18/02/2026
A really bad habit I used to have…
Was telling myself I’d catch up later. 🤥
If I missed a session, I’d do extra the next day. 😰
If the week got busy, I’d stay up late tomorrow to get on top of things. 😴
If I felt behind, I’d “sort it out on Sunday.” 💭
Catching up became my default setting whenever I felt stressed or overwhelmed. 😖
Instead of dealing with what was in front of me, I’d withdraw.
Distance myself.
And to justify the guilt, I’d tell myself:
“I’ll catch up later.”
It wasn’t until I started running a few years ago that it really exposed what I was doing. 🤔
You can’t just catch up with running. 🏃🏻♂️
With lifting weights, you can sometimes adjust things.🏋️
Train different body parts on successive days.
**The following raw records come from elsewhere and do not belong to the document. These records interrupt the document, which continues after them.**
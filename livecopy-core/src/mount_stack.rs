// SPDX-License-Identifier: GPL-3.0-only

//! Scoped mounts
//!
//! A [`MountStack`] records every mount and LUKS mapping a workflow step
//! opens and releases them in reverse order. Callers always run
//! [`MountStack::release_all`], whether the step succeeded or not.

use std::path::{Path, PathBuf};
use std::sync::Arc;
use std::time::Duration;

use tracing::{debug, warn};

use livecopy_contracts::{MountAccess, SystemTools, ToolError};

#[derive(Debug, Clone, PartialEq, Eq)]
enum Held {
    Mount(PathBuf),
    Luks(String),
}

pub struct MountStack {
    tools: Arc<dyn SystemTools>,
    held: Vec<Held>,
    grace: Duration,
}

impl MountStack {
    /// `grace` is waited once before releasing so that file handles of
    /// finished child processes are gone.
    pub fn new(tools: Arc<dyn SystemTools>, grace: Duration) -> Self {
        Self {
            tools,
            held: Vec::new(),
            grace,
        }
    }

    pub async fn mount(&mut self, source: &str, access: MountAccess) -> Result<PathBuf, ToolError> {
        let mount_point = self.tools.mount(source, access).await?;
        debug!(source, mount_point = %mount_point.display(), "mounted");
        self.held.push(Held::Mount(mount_point.clone()));
        Ok(mount_point)
    }

    pub async fn mount_loop(&mut self, image: &Path) -> Result<PathBuf, ToolError> {
        let mount_point = self.tools.mount_loop(image).await?;
        self.held.push(Held::Mount(mount_point.clone()));
        Ok(mount_point)
    }

    pub async fn mount_overlay(
        &mut self,
        lower: &[PathBuf],
        upper: &Path,
        work: &Path,
    ) -> Result<PathBuf, ToolError> {
        let mount_point = self.tools.mount_overlay(lower, upper, work).await?;
        self.held.push(Held::Mount(mount_point.clone()));
        Ok(mount_point)
    }

    /// Open a LUKS container and return the mapper device.
    pub async fn open_luks(
        &mut self,
        partition: &str,
        passphrase: &str,
        name: &str,
    ) -> Result<String, ToolError> {
        let mapper = self.tools.luks_open(partition, passphrase, name).await?;
        self.held.push(Held::Luks(name.to_string()));
        Ok(mapper)
    }

    pub fn is_empty(&self) -> bool {
        self.held.is_empty()
    }

    /// Release everything in reverse order. Every item is attempted; the
    /// first failure is returned.
    pub async fn release_all(&mut self) -> Result<(), ToolError> {
        if self.held.is_empty() {
            return Ok(());
        }
        if !self.grace.is_zero() {
            tokio::time::sleep(self.grace).await;
        }

        let mut first_error = None;
        while let Some(item) = self.held.pop() {
            let result = match &item {
                Held::Mount(mount_point) => self.tools.unmount(mount_point).await,
                Held::Luks(name) => self.tools.luks_close(name).await,
            };
            if let Err(error) = result {
                warn!(?item, %error, "release failed");
                first_error.get_or_insert(error);
            }
        }
        first_error.map_or(Ok(()), Err)
    }
}

impl Drop for MountStack {
    fn drop(&mut self) {
        if !self.held.is_empty() {
            warn!(count = self.held.len(), "mount stack dropped without release");
        }
    }
}
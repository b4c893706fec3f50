// SPDX-License-Identifier: GPL-3.0-only

//! Canonical domain models for livecopy provisioning
//!
//! This crate defines the single source of truth for the data every layer of
//! the stack exchanges:
//!
//! - **livecopy-sys**: builds [`StorageDevice`] descriptors from the host
//! - **livecopy-core**: drives install/upgrade/reset workflows over them
//! - **livecopy-cli**: loads the configuration value objects from TOML and
//!   renders [`StorageDeviceResult`] tables
//!
//! The partition size calculator lives here as well because it is a pure
//! function of device geometry and is shared by validation, the prober and the
//! presentation layer.

pub mod common;
pub mod device;
pub mod mode;
pub mod mount;
pub mod options;
pub mod partition;
pub mod result;
pub mod sizes;

pub use common::{MIB, bytes_to_mib, bytes_to_pretty, mib_to_bytes};
pub use device::{DeviceType, RaidInfo, StorageDevice, partition_device_name};
pub use mode::OperationMode;
pub use mount::MountEntry;
pub use options::{
    AutoNumbering, DataFilesystem, DataPartitionReset, DocumentPrinting, EncryptionOptions,
    ExchangeFilesystem, InstallConfig, OverwriteEntry, PrintMode, RepartitionStrategy, ResetConfig,
    Subdirectory, SubdirectoryKind, TransferCategory, TransferOptions, UpgradeBackup,
    UpgradeConfig,
};
pub use partition::{Partition, PartitionRole};
pub use result::StorageDeviceResult;
pub use sizes::{
    EFI_PARTITION_SIZE_MIB, MINIMUM_EXCHANGE_SIZE_MIB, PartitionLayout, PartitionSizes,
    PartitionSpec, PartitionState, RepartitionPlan, SYSTEM_SIZE_FACTOR, SizeError,
    calculate, enlarged_system_size, max_exchange_size, overhead, partition_state,
};
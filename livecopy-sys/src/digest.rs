// SPDX-License-Identifier: GPL-3.0-only

//! SHA-256 digests of files, cached per session
//!
//! Entries are keyed by path and invalidated when the file's length or
//! modification time changes.

use std::collections::HashMap;
use std::fs::File;
use std::io::{self, Read};
use std::path::{Path, PathBuf};
use std::sync::RwLock;
use std::time::SystemTime;

use sha2::{Digest, Sha256};

const BUFFER_SIZE: usize = 1024 * 1024;

#[derive(Debug, Clone, PartialEq, Eq)]
struct CachedDigest {
    len: u64,
    modified: Option<SystemTime>,
    digest: String,
}

#[derive(Debug, Default)]
pub struct DigestCache {
    entries: RwLock<HashMap<PathBuf, CachedDigest>>,
}

impl DigestCache {
    pub fn new() -> Self {
        Self::default()
    }

    /// Hex SHA-256 of `path`, computed at most once per file version.
    pub fn digest(&self, path: &Path) -> io::Result<String> {
        let metadata = std::fs::metadata(path)?;
        let len = metadata.len();
        let modified = metadata.modified().ok();

        if let Ok(entries) = self.entries.read() {
            if let Some(cached) = entries.get(path) {
                if cached.len == len && cached.modified == modified {
                    return Ok(cached.digest.clone());
                }
            }
        }

        let digest = file_digest(path)?;
        if let Ok(mut entries) = self.entries.write() {
            entries.insert(
                path.to_path_buf(),
                CachedDigest {
                    len,
                    modified,
                    digest: digest.clone(),
                },
            );
        }
        Ok(digest)
    }

    pub fn len(&self) -> usize {
        self.entries.read().map(|entries| entries.len()).unwrap_or(0)
    }

    pub fn is_empty(&self) -> bool {
        self.len() == 0
    }
}

/// Uncached hex SHA-256 of a file.
pub fn file_digest(path: &Path) -> io::Result<String> {
    let mut file = File::open(path)?;
    let mut hasher = Sha256::new();
    let mut buffer = vec![0u8; BUFFER_SIZE];
    loop {
        let read = file.read(&mut buffer)?;
        if read == 0 {
            break;
        }
        hasher.update(&buffer[..read]);
    }
    Ok(format!("{:x}", hasher.finalize()))
}
// SPDX-License-Identifier: GPL-3.0-only

//! Host-side operations for livecopy
//!
//! This crate talks to the running system:
//! - external tool invocation with output and progress parsing
//! - the mount table and boot medium detection
//! - block device enumeration through lsblk and sysfs
//! - file tree copies with digest verification, random overwrite
//!
//! [`HostTools`] and [`LsblkResolver`] implement the contracts the
//! orchestration core is written against. Most operations require root.

pub mod cmd;
pub mod copy;
pub mod digest;
pub mod host;
pub mod lsblk;
pub mod monitor;
pub mod mounts;
pub mod progress;
pub mod wipe;

pub use copy::{CopyOptions, CopyStats, copy_tree, tree_size};
pub use digest::DigestCache;
pub use host::HostTools;
pub use lsblk::{LsblkResolver, parse_lsblk};
pub use monitor::{MonitorKind, MonitorProcess};
pub use mounts::{device_mounts, is_boot_device, parse_mountinfo, read_mounts};
pub use progress::parse_progress;
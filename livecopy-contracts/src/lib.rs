// SPDX-License-Identifier: GPL-3.0-only

pub mod protocol;
pub mod traits;

pub use protocol::{OperationId, ProgressEvent, ToolError};
pub use traits::{
    DeviceResolver, FsUsage, LineFn, MountAccess, NullReporter, ProgressFn, ProgressReporter,
    SystemTools,
};
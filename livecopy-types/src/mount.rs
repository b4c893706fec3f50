// SPDX-License-Identifier: GPL-3.0-only

use std::path::PathBuf;

use serde::{Deserialize, Serialize};

/// One row of the host mount table.
#[derive(Debug, Clone, PartialEq, Eq, Serialize, Deserialize)]
pub struct MountEntry {
    /// Mount source, e.g. "/dev/sdb1" or "overlay"
    pub source: String,
    pub mount_point: PathBuf,
    pub fs_type: String,
}

impl MountEntry {
    /// Whether this mount is backed by a partition of the block device `device_name`
    /// (e.g. "sdb" matches "/dev/sdb1", "nvme0n1" matches "/dev/nvme0n1p2").
    pub fn belongs_to_device(&self, device_name: &str) -> bool {
        let Some(source) = self.source.strip_prefix("/dev/") else {
            return false;
        };
        let Some(rest) = source.strip_prefix(device_name) else {
            return false;
        };
        let rest = rest.strip_prefix('p').filter(|_| ends_with_digit(device_name)).unwrap_or(rest);
        rest.is_empty() || rest.chars().all(|c| c.is_ascii_digit())
    }
}

fn ends_with_digit(name: &str) -> bool {
    name.chars().last().is_some_and(|c| c.is_ascii_digit())
}
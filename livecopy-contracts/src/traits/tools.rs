// SPDX-License-Identifier: GPL-3.0-only

//! Host tool seam
//!
//! Everything the orchestrators do to a block device goes through
//! [`SystemTools`]: partitioning, formatting, mounting, encryption, bootloader
//! installation, backups and printing. Mount operations choose their own
//! mount point and return it; the caller only ever unmounts what it mounted.

use std::path::{Path, PathBuf};

use async_trait::async_trait;

use livecopy_types::{MountEntry, PartitionLayout, RepartitionPlan, StorageDevice};

use crate::ToolError;

/// Receives percentage progress (0..=100) of a long-running tool.
pub type ProgressFn<'a> = &'a (dyn Fn(u8) + Send + Sync);

/// Receives every output line of a tool or script.
pub type LineFn<'a> = &'a (dyn Fn(&str) + Send + Sync);

#[derive(Debug, Clone, Copy, PartialEq, Eq)]
pub enum MountAccess {
    ReadOnly,
    ReadWrite,
}

/// Size and usage of a mounted filesystem, in bytes.
#[derive(Debug, Clone, Copy, Default, PartialEq, Eq)]
pub struct FsUsage {
    pub total: u64,
    pub used: u64,
}

#[async_trait]
pub trait SystemTools: Send + Sync {
    /// Write a fresh partition table to `device` (e.g. "/dev/sdb").
    async fn create_partitions(
        &self,
        device: &str,
        layout: &PartitionLayout,
    ) -> Result<(), ToolError>;

    /// Move and resize the exchange and data partitions of an installed device.
    async fn repartition(
        &self,
        device: &StorageDevice,
        plan: &RepartitionPlan,
    ) -> Result<(), ToolError>;

    async fn format(&self, partition: &str, fs_type: &str, label: &str)
    -> Result<(), ToolError>;

    async fn overwrite_random(
        &self,
        partition: &str,
        size: u64,
        progress: ProgressFn<'_>,
    ) -> Result<(), ToolError>;

    /// LUKS-format `partition`, one key slot per passphrase.
    async fn luks_format(&self, partition: &str, passphrases: &[String])
    -> Result<(), ToolError>;

    /// Open a LUKS container as `/dev/mapper/<name>` and return that path.
    async fn luks_open(
        &self,
        partition: &str,
        passphrase: &str,
        name: &str,
    ) -> Result<String, ToolError>;

    async fn luks_close(&self, name: &str) -> Result<(), ToolError>;

    async fn mount(&self, source: &str, access: MountAccess) -> Result<PathBuf, ToolError>;

    /// Loop-mount a filesystem image read-only.
    async fn mount_loop(&self, image: &Path) -> Result<PathBuf, ToolError>;

    /// Stack an overlay of `lower` (top-most first) under `upper`.
    async fn mount_overlay(
        &self,
        lower: &[PathBuf],
        upper: &Path,
        work: &Path,
    ) -> Result<PathBuf, ToolError>;

    async fn unmount(&self, mount_point: &Path) -> Result<(), ToolError>;

    async fn active_mounts(&self) -> Result<Vec<MountEntry>, ToolError>;

    async fn filesystem_usage(&self, mount_point: &Path) -> Result<FsUsage, ToolError>;

    /// Install the bootloader of `device` into its mounted EFI partition.
    async fn install_bootloader(&self, device: &str, efi: &Path) -> Result<(), ToolError>;

    /// Back up `source` into `destination`. An incremental backup adds an
    /// increment to an existing backup there.
    async fn backup(
        &self,
        source: &Path,
        destination: &Path,
        incremental: bool,
        lines: LineFn<'_>,
    ) -> Result<(), ToolError>;

    /// Run a shell script, forwarding its output line by line.
    async fn run_script(&self, script: &str, lines: LineFn<'_>) -> Result<(), ToolError>;

    async fn print_document(&self, document: &Path) -> Result<(), ToolError>;

    async fn chown_recursive(&self, path: &Path, uid: u32, gid: u32) -> Result<(), ToolError>;
}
Add a bit more volume next session.
Not optimal, but more manageable.
Running doesn’t work like that. ❌
You can’t miss sessions and then cram 30km in at the end of the week.
Before you know it, you’re stacking sessions on tired legs.
Recovery suffers.
Injury risk goes through the roof. 🤕
You end up building fatigue faster than actual fitness. 🪫
And it opened my eyes I was doing the same thing in other areas of my life. 👀
Delaying difficult conversations.
Avoiding decisions.
Pushing tasks back.
Telling myself I’d handle it when things calmed down.
But it doesn’t work like that.
Work keeps piling up. 💻
Family takes priority. 👧🏼
Life has a way of filling very gap you leave open. ⏰
Putting things off doesn’t make them lighter. 🪶
It makes them grow. 🧱
And by the time you finally deal with it,
It costs far more mentally, emotionally and physically
Than if you’d handled it properly in the first place. 🤦🏼♂️
I still catch myself wanting to slip into that pattern when things feel busy.
The difference now is I recognise it faster.
Because catching up isn’t about time management. ⌚️
It’s about emotional management. 🧘🏻♂️
Of course, planning and organisation makes things easier. 📝
But standards are what remove the constant negotiation you have with yourself. 🧠
They mean showing up, regardless of how you feel or whether it’s convenient.